Stored items:
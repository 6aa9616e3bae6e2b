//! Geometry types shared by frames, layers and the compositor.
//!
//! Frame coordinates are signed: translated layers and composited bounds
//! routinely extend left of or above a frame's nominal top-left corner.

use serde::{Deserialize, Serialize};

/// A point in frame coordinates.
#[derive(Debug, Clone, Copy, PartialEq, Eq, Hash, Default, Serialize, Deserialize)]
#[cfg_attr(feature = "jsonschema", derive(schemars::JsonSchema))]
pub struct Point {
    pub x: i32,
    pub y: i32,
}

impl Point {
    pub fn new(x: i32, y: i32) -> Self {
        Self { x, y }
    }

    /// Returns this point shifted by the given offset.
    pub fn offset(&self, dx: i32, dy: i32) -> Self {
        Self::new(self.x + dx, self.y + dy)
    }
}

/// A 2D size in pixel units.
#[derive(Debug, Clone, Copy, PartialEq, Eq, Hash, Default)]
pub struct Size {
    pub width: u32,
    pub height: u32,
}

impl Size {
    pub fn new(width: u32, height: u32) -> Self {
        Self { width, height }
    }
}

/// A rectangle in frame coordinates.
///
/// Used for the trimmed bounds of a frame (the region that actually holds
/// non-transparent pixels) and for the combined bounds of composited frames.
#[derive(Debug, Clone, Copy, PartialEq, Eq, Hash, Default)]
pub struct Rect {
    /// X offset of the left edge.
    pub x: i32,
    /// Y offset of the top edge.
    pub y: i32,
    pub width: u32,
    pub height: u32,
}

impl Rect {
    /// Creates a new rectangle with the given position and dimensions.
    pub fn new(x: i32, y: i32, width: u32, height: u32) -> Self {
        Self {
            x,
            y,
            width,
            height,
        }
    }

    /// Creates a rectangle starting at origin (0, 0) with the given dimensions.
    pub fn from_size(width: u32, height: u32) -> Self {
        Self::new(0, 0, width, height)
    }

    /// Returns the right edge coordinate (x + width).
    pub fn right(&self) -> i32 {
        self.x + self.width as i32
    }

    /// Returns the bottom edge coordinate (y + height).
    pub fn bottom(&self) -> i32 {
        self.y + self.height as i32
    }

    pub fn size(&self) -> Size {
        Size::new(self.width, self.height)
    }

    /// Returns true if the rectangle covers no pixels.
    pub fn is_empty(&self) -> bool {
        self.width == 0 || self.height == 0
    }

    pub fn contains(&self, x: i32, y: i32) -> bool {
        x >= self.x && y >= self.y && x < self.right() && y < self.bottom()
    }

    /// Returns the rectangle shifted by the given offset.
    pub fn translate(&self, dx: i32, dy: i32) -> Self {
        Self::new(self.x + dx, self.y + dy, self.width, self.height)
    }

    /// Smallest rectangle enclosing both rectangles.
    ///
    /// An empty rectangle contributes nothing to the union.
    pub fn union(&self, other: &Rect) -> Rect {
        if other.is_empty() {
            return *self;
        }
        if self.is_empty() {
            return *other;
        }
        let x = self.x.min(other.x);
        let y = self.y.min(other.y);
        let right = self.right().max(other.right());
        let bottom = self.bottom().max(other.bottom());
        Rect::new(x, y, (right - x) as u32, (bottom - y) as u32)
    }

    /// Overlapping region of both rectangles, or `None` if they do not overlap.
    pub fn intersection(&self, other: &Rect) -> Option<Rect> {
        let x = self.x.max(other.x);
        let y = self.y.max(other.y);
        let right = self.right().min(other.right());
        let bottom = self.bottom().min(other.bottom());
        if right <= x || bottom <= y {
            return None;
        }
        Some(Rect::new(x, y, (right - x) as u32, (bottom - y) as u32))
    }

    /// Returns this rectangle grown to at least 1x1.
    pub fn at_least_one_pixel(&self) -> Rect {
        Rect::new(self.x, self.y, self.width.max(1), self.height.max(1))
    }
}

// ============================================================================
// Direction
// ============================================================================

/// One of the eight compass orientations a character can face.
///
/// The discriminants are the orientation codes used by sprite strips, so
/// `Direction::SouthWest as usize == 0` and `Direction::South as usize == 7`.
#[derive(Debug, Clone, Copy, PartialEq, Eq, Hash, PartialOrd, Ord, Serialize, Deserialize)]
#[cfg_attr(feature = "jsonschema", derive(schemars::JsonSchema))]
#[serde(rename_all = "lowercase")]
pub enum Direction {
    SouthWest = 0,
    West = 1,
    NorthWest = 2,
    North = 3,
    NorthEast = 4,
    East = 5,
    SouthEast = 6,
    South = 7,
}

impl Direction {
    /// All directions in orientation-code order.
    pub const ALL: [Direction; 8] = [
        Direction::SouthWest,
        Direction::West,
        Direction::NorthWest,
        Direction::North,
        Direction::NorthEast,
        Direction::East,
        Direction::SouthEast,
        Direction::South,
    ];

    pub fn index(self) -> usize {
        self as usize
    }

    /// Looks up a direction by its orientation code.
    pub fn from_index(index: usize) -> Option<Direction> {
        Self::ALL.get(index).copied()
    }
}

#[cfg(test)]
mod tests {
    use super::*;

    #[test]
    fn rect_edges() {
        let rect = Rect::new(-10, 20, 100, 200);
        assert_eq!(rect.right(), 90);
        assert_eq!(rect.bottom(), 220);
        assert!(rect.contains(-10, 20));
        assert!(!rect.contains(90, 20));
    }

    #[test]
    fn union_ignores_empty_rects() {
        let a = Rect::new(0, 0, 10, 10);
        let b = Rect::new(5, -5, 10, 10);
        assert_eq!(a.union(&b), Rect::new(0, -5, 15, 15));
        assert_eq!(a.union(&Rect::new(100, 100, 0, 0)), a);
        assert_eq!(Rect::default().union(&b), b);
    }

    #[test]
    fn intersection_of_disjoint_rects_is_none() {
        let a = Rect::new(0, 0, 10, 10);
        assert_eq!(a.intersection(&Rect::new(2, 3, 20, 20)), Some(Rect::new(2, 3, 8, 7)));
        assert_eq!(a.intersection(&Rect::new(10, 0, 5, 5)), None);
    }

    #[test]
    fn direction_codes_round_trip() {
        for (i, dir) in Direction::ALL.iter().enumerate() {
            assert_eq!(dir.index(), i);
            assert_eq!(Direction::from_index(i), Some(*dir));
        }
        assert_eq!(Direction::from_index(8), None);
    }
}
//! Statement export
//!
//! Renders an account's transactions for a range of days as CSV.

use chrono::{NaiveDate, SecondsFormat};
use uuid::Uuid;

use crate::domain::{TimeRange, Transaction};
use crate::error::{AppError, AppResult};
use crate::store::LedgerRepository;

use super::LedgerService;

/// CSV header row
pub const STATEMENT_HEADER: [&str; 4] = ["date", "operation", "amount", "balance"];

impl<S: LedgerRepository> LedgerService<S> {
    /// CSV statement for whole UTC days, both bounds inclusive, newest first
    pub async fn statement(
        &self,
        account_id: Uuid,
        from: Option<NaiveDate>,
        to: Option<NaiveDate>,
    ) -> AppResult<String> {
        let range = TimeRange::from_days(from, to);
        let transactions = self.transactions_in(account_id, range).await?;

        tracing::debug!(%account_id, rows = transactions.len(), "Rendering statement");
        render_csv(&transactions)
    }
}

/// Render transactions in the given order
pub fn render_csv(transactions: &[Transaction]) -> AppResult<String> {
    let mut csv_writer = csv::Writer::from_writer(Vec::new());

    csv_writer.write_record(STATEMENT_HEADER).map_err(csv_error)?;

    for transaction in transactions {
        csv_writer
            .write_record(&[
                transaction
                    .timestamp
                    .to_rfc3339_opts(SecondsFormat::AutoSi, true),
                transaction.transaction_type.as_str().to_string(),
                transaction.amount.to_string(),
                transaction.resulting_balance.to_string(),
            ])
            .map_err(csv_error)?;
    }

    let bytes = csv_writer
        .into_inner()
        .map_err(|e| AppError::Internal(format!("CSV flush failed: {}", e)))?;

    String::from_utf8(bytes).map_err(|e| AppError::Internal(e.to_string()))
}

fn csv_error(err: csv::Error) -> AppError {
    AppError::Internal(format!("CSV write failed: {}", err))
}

- Description of the task:
Please go line by line through the records above, copying each one that holds the string "Clone".

- Exercise solution:
#[derive(Debug, Clone, Copy, PartialEq, Eq, Hash, Default, Serialize, Deserialize)]
#[derive(Debug, Clone, Copy, PartialEq, Eq, Hash, Default)]
#[derive(Debug, Clone, Copy, PartialEq, Eq, Hash, Default)]
#[derive(Debug, Clone, Copy, PartialEq, Eq, Hash, PartialOrd, Ord, Serialize, Deserialize)]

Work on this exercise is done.